-- WHAT TO WORK ON --
Write out every line below that contains "AlignmentConfig".
** Opening RECORD EXTRACTS block **
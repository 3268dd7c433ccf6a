//! Temporal descriptor construction.
//!
//! A [`TemporalDescriptor`] is built once per map request and handed to every
//! product fetcher, each of which reads the one or two fields relevant to its
//! own cadence or outlook class. Fields for classes that were not requested
//! are absent rather than defaulted.

use std::collections::BTreeMap;

use chrono::{DateTime, Datelike, Duration, Timelike, Utc};
use serde::{Serialize, Serializer};
use tracing::{debug, info};

use crate::boundary::BoundaryResolver;
use crate::cadence::{classify, CadenceClass, ProductCode};
use crate::config::{AlignmentConfig, CoverageLimits};
use crate::error::{ConfigError, TimeError, TimeResult};
use crate::instant::RawInstant;
use crate::mode::{AlignmentCategory, AlignmentMode, OutlookPolicy};
use crate::outlook::{resolve_outlook, OutlookClass};
use crate::validation::{self, CoverageWarning};

/// Whether the raw instant falls inside each publication lag window.
#[derive(Debug, Clone, Copy, PartialEq, Eq, Serialize)]
pub struct RecencyFlags {
    pub within_twelve_hour_lag: bool,
    pub within_six_hour_lag: bool,
}

/// Strings derived from the reference time for titles and archive layout.
#[derive(Debug, Clone, PartialEq, Eq, Serialize)]
pub struct DisplayStamps {
    /// `2023-11-10-1200Z`
    pub stamp: String,
    /// `2023-11-10-12Z`
    pub hour_stamp: String,
    /// `2023-11-10`
    pub day_stamp: String,
    /// `Nov 10, 2023 - 12Z`, or a `from ... to ...` span for async requests
    pub label: String,
    pub year: String,
    pub month: String,
    pub day: String,
}

impl DisplayStamps {
    fn new(reference: DateTime<Utc>, label: String) -> Self {
        Self {
            stamp: reference.format("%Y-%m-%d-%H%MZ").to_string(),
            hour_stamp: reference.format("%Y-%m-%d-%HZ").to_string(),
            day_stamp: reference.format("%Y-%m-%d").to_string(),
            label,
            year: reference.format("%Y").to_string(),
            month: reference.format("%m").to_string(),
            day: reference.format("%d").to_string(),
        }
    }

    /// Archive directory for this request, `YYYY/MM/DD`.
    pub fn partition_path(&self) -> String {
        format!("{}/{}/{}", self.year, self.month, self.day)
    }
}

/// Human-readable label: `Nov 10, 2023 - 12Z` or `Nov 10, 2023 - 16:30Z`.
pub fn human_label(at: DateTime<Utc>) -> String {
    let time = if at.minute() == 0 {
        format!("{}Z", at.hour())
    } else {
        format!("{}:{:02}Z", at.hour(), at.minute())
    };
    format!("{} {}, {} - {}", at.format("%b"), at.day(), at.year(), time)
}

fn serialize_seconds<S: Serializer>(d: &Duration, serializer: S) -> Result<S::Ok, S::Error> {
    serializer.serialize_i64(d.num_seconds())
}

/// Immutable result of aligning one request.
#[derive(Debug, Clone, Serialize)]
pub struct TemporalDescriptor {
    category: AlignmentCategory,
    instant: DateTime<Utc>,
    now: DateTime<Utc>,
    primary_cadence: Option<CadenceClass>,
    reference_time: DateTime<Utc>,
    boundaries: BTreeMap<CadenceClass, DateTime<Utc>>,
    outlooks: BTreeMap<OutlookClass, DateTime<Utc>>,
    #[serde(rename = "recentness_secs", serialize_with = "serialize_seconds")]
    recentness: Duration,
    recency: RecencyFlags,
    stamps: DisplayStamps,
    warnings: Vec<CoverageWarning>,
}

impl TemporalDescriptor {
    pub fn category(&self) -> AlignmentCategory {
        self.category
    }

    /// The raw instant the request was made for.
    pub fn instant(&self) -> DateTime<Utc> {
        self.instant
    }

    pub fn now(&self) -> DateTime<Utc> {
        self.now
    }

    pub fn primary_cadence(&self) -> Option<CadenceClass> {
        self.primary_cadence
    }

    /// Time used for titles and filenames: the primary boundary, or the raw
    /// instant for raw requests.
    pub fn reference_time(&self) -> DateTime<Utc> {
        self.reference_time
    }

    /// Time a layer of `cadence` must be fetched at.
    ///
    /// Sync and near requests give every requested cadence the shared primary
    /// boundary; async requests give each its own.
    pub fn boundary(&self, cadence: CadenceClass) -> Option<DateTime<Utc>> {
        self.boundaries.get(&cadence).copied()
    }

    /// Time a layer of `cadence` is fetched at: the raw instant for raw
    /// requests, otherwise its boundary. `None` for cadences not requested.
    pub fn reference_for(&self, cadence: CadenceClass) -> Option<DateTime<Utc>> {
        match self.category {
            AlignmentCategory::Raw => Some(self.instant),
            _ => self.boundary(cadence),
        }
    }

    pub fn boundaries(&self) -> &BTreeMap<CadenceClass, DateTime<Utc>> {
        &self.boundaries
    }

    pub fn outlook(&self, class: OutlookClass) -> Option<DateTime<Utc>> {
        self.outlooks.get(&class).copied()
    }

    pub fn outlooks(&self) -> &BTreeMap<OutlookClass, DateTime<Utc>> {
        &self.outlooks
    }

    /// `now` minus the primary reference timestamp.
    pub fn recentness(&self) -> Duration {
        self.recentness
    }

    pub fn recency(&self) -> RecencyFlags {
        self.recency
    }

    pub fn stamps(&self) -> &DisplayStamps {
        &self.stamps
    }

    pub fn warnings(&self) -> &[CoverageWarning] {
        &self.warnings
    }

    /// Map title: `<label> - <parts> - <category suffix>`.
    pub fn title(&self, parts: &[&str]) -> String {
        format!(
            "{} - {} - {}",
            self.stamps.label,
            parts.join(", "),
            self.category.title_suffix()
        )
    }
}

/// Builds descriptors under one alignment configuration.
#[derive(Debug, Clone, Default)]
pub struct TemporalEngine {
    resolver: BoundaryResolver,
    coverage: CoverageLimits,
}

impl TemporalEngine {
    /// Engine for a checked configuration.
    pub fn new(config: &AlignmentConfig) -> Result<Self, ConfigError> {
        config.validate()?;
        Ok(Self {
            resolver: BoundaryResolver::new(config.lags)?,
            coverage: config.coverage,
        })
    }

    pub fn resolver(&self) -> &BoundaryResolver {
        &self.resolver
    }

    pub fn coverage(&self) -> &CoverageLimits {
        &self.coverage
    }

    /// Resolve an operator-entered time against `now`, then build.
    pub fn build_raw<I>(
        &self,
        raw: &RawInstant,
        now: DateTime<Utc>,
        mode: AlignmentMode,
        policy: OutlookPolicy,
        codes: I,
    ) -> TimeResult<TemporalDescriptor>
    where
        I: IntoIterator<Item = ProductCode>,
    {
        let instant = raw.resolve(now)?;
        self.build(instant, now, mode, policy, codes)
    }

    /// Align `instant` for the products identified by `codes`.
    pub fn build<I>(
        &self,
        instant: DateTime<Utc>,
        now: DateTime<Utc>,
        mode: AlignmentMode,
        policy: OutlookPolicy,
        codes: I,
    ) -> TimeResult<TemporalDescriptor>
    where
        I: IntoIterator<Item = ProductCode>,
    {
        let warnings = validation::check(instant, now, &self.coverage)?;
        let classification = classify(codes);
        let primary = classification.primary();

        let (category, boundaries) = match (mode, primary) {
            (AlignmentMode::Raw, Some(cadence)) => return Err(TimeError::RawWithCadence(cadence)),
            (AlignmentMode::Raw, None) => (AlignmentCategory::Raw, BTreeMap::new()),
            (_, None) => return Err(TimeError::NoCadence(mode)),
            (AlignmentMode::Sync | AlignmentMode::Near, Some(cadence)) => {
                let shared = self.resolver.resolve(cadence, instant, now);
                let category = if mode == AlignmentMode::Sync {
                    AlignmentCategory::Sync
                } else {
                    AlignmentCategory::Near
                };
                let boundaries = classification
                    .cadences
                    .iter()
                    .map(|&c| (c, shared))
                    .collect();
                (category, boundaries)
            }
            (AlignmentMode::Async, Some(cadence)) => (
                AlignmentCategory::Async(cadence),
                self.resolver
                    .resolve_all(&classification.cadences, instant, now),
            ),
        };

        let outlooks: BTreeMap<OutlookClass, DateTime<Utc>> = classification
            .outlooks
            .iter()
            .map(|&class| (class, resolve_outlook(class, instant, now, policy)))
            .collect();

        let reference_time = primary
            .and_then(|cadence| boundaries.get(&cadence).copied())
            .unwrap_or(instant);

        let recentness_base = match primary {
            Some(_) => reference_time,
            None => outlooks.values().min().copied().unwrap_or(instant),
        };
        let recentness = now - recentness_base;
        if recentness < Duration::zero() {
            return Err(TimeError::FutureInstant {
                instant: recentness_base,
                now,
            });
        }

        let shifted = |cadence| self.resolver.is_shifted(cadence, instant, now);
        let recency = RecencyFlags {
            within_twelve_hour_lag: shifted(CadenceClass::TwelveHour),
            within_six_hour_lag: shifted(CadenceClass::SixHour),
        };

        let label = match category {
            AlignmentCategory::Async(_) => format!(
                "from {} to {}",
                human_label(reference_time),
                human_label(instant)
            ),
            _ => human_label(reference_time),
        };
        let stamps = DisplayStamps::new(reference_time, label);

        for (cadence, at) in &boundaries {
            debug!(cadence = %cadence, boundary = %at, "Resolved cadence boundary");
        }
        for (class, at) in &outlooks {
            debug!(outlook = %class, issuance = %at, "Resolved outlook issuance");
        }
        info!(
            category = %category,
            reference = %stamps.stamp,
            recentness_mins = recentness.num_minutes(),
            warnings = warnings.len(),
            "Built temporal descriptor"
        );

        Ok(TemporalDescriptor {
            category,
            instant,
            now,
            primary_cadence: primary,
            reference_time,
            boundaries,
            outlooks,
            recentness,
            recency,
            stamps,
            warnings,
        })
    }
}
** Closing RECORD EXTRACTS block **
-- FINAL ANSWER --
use crate::config::{AlignmentConfig, CoverageLimits};
    pub fn new(config: &AlignmentConfig) -> Result<Self, ConfigError> {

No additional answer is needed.